Age Innapropriate: 17-year-olds are "teens", not adults deserving of prison time.

Age inappropriate: Texas must recognize 17-year-olds are teens, not adults deserving of prison time.

"In Texas, you have to be 21 to apply for a concealed handgun, 18 to play the lottery and 18 to get a body piercing without a parent's consent. Yet a nearly century-old Texas law treats a 17-year-old who shoplifts an iPhone as an adult criminal. He is held with adults in jail, tried in adult criminal court, sent to adult prison if incarcerated and issued a permanent adult criminal record. In 41 other states, such a youth would enter the juvenile justice system instead.

It's not just a question of whether 17-year-olds know the difference between right and wrong. Many teens that age have achieved the basic intellectual abilities of adults. With parental consent, 17-year-olds can enlist in the U.S. military. But according to behavioral research and brain science, the process of psychosocial maturation — in other words, development of the internal governor that compels us against engaging in risky behavior — is not complete until their adult years.

 Not only brain science but a slew of depressing statistics supports the common-sense notion that 17-year-olds merit different treatment than adults. Juveniles are five times more likely to be assaulted in adult rather than in juvenile facilities, often in the first 48 hours of incarceration, according to U.S. District Judge Reginald Walton, Chairman of the National Prison Rape Elimination Commission.
Youths under the age of 18 are 36 times more likely to commit suicide in adult institutions, says University of Texas professor Michele Deitch. Similarly, after their release, youths incarcerated in adult facilities are more likely to struggle to get a job or housing because of their adult criminal record.

The adult system does not offer the education, rehabilitative services or the strict probation rules that the juvenile system uses to hold younger teenagers accountable, reduce the likelihood that they will commit future crimes and help them turn their lives around. Interventions that incorporate substance-abuse treatment into community-based services and that emphasize school continuity may be particularly well suited to reduce recidivism among 17-year-olds, according to some experts. Most of the crimes committed by 17-year-olds are nonviolent misdemeanors.

Everyone knows that prison is often a school for crime, where hardened criminals mold young people by their example.
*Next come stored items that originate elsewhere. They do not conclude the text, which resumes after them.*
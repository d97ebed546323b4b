//! Hand-slot, psi and motion-scanner bitmaps.
//!
//! Each bitmap is memoized on its snapshot; an unchanged snapshot hands back
//! the previously drawn image without touching a pixel.

pub mod draw;
pub mod palette;
pub mod snapshot;

use std::sync::Arc;

use battle_core::{Hand, ScannerView, UnitView};
use image::RgbaImage;

pub use snapshot::{
    ItemOverlaySnapshot, MedikitSnapshot, MotionScannerSnapshot, PsiInfoSnapshot, ScannerSource,
};

/// Last snapshot and the value drawn from it.
#[derive(Debug)]
pub struct Memo<K, V> {
    cached: Option<(K, Arc<V>)>,
    redraws: u64,
}

impl<K, V> Default for Memo<K, V> {
    fn default() -> Self {
        Self {
            cached: None,
            redraws: 0,
        }
    }
}

impl<K: PartialEq, V> Memo<K, V> {
    pub fn get_or_draw(&mut self, key: K, draw: impl FnOnce(&K) -> V) -> Arc<V> {
        if let Some((cached_key, value)) = &self.cached {
            if *cached_key == key {
                return Arc::clone(value);
            }
        }
        let value = Arc::new(draw(&key));
        self.redraws += 1;
        self.cached = Some((key, Arc::clone(&value)));
        value
    }

    /// Last drawn value, whatever snapshot it came from.
    pub fn current(&self) -> Option<Arc<V>> {
        self.cached.as_ref().map(|(_, value)| Arc::clone(value))
    }

    /// Number of times a value has been drawn.
    pub fn redraws(&self) -> u64 {
        self.redraws
    }

    pub fn invalidate(&mut self) {
        self.cached = None;
    }
}

/// Energy, attack and defense bars of the front unit.
#[derive(Clone, Debug)]
pub struct PsiBars {
    pub energy: RgbaImage,
    pub attack: RgbaImage,
    pub defense: RgbaImage,
}

impl PsiBars {
    fn draw(info: &PsiInfoSnapshot) -> Self {
        Self {
            energy: draw::psi_bar(info.current.energy, info.max.energy),
            attack: draw::psi_bar(info.current.attack, info.max.attack),
            defense: draw::psi_bar(info.current.defense, info.max.defense),
        }
    }
}

#[derive(Debug, Default)]
pub struct OverlayCompositor {
    left: Memo<ItemOverlaySnapshot, RgbaImage>,
    right: Memo<ItemOverlaySnapshot, RgbaImage>,
    psi: Memo<PsiInfoSnapshot, PsiBars>,
    scanner: Memo<MotionScannerSnapshot, RgbaImage>,
}

impl OverlayCompositor {
    pub fn new() -> Self {
        Self::default()
    }

    pub fn item(&mut self, hand: Hand, info: ItemOverlaySnapshot) -> Arc<RgbaImage> {
        let memo = match hand {
            Hand::Left => &mut self.left,
            Hand::Right => &mut self.right,
        };
        memo.get_or_draw(info, |info| draw::item_overlay(info, hand))
    }

    /// The hand overlay as last drawn, without refreshing it.
    pub fn last_item(&self, hand: Hand) -> Option<Arc<RgbaImage>> {
        match hand {
            Hand::Left => self.left.current(),
            Hand::Right => self.right.current(),
        }
    }

    pub fn psi_bars(&mut self, info: PsiInfoSnapshot) -> Arc<PsiBars> {
        self.psi.get_or_draw(info, PsiBars::draw)
    }

    pub fn scanner_live(
        &mut self,
        info: MotionScannerSnapshot,
        scanner: &ScannerView,
        remain_lit_ticks: u32,
    ) -> Arc<RgbaImage> {
        self.scanner
            .get_or_draw(info, |_| draw::scanner_live(scanner, remain_lit_ticks))
    }

    /// `units` is only consulted when the snapshot changed.
    pub fn scanner_sampled(
        &mut self,
        info: MotionScannerSnapshot,
        units: impl FnOnce() -> Vec<UnitView>,
    ) -> Arc<RgbaImage> {
        self.scanner
            .get_or_draw(info, |info| draw::scanner_sampled(&units(), info.position))
    }

    /// Total bitmaps drawn across all slots.
    pub fn redraws(&self) -> u64 {
        self.left.redraws() + self.right.redraws() + self.psi.redraws() + self.scanner.redraws()
    }

    pub fn invalidate(&mut self) {
        self.left.invalidate();
        self.right.invalidate();
        self.psi.invalidate();
        self.scanner.invalidate();
    }
}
It is counterproductive and cruel to impose the lifelong collateral consequences of the adult criminal system on 17-year-olds who might respond to rehabilitation. To remedy this inequity, the Legislature should expand the age of juvenile court jurisdiction to include 17-year-olds, except where special circumstances indicate adult-level supervision is required. Problems with implementation should not excuse inaction. Lawmakers can provide counties lacking juvenile facilities with the flexibility and funding to make alternative arrangements. Seventeen-year-olds are not children. But they aren't adults, either, and it's time Texas stops treating them as such. We shouldn't throw away the key on a life yet to be lived."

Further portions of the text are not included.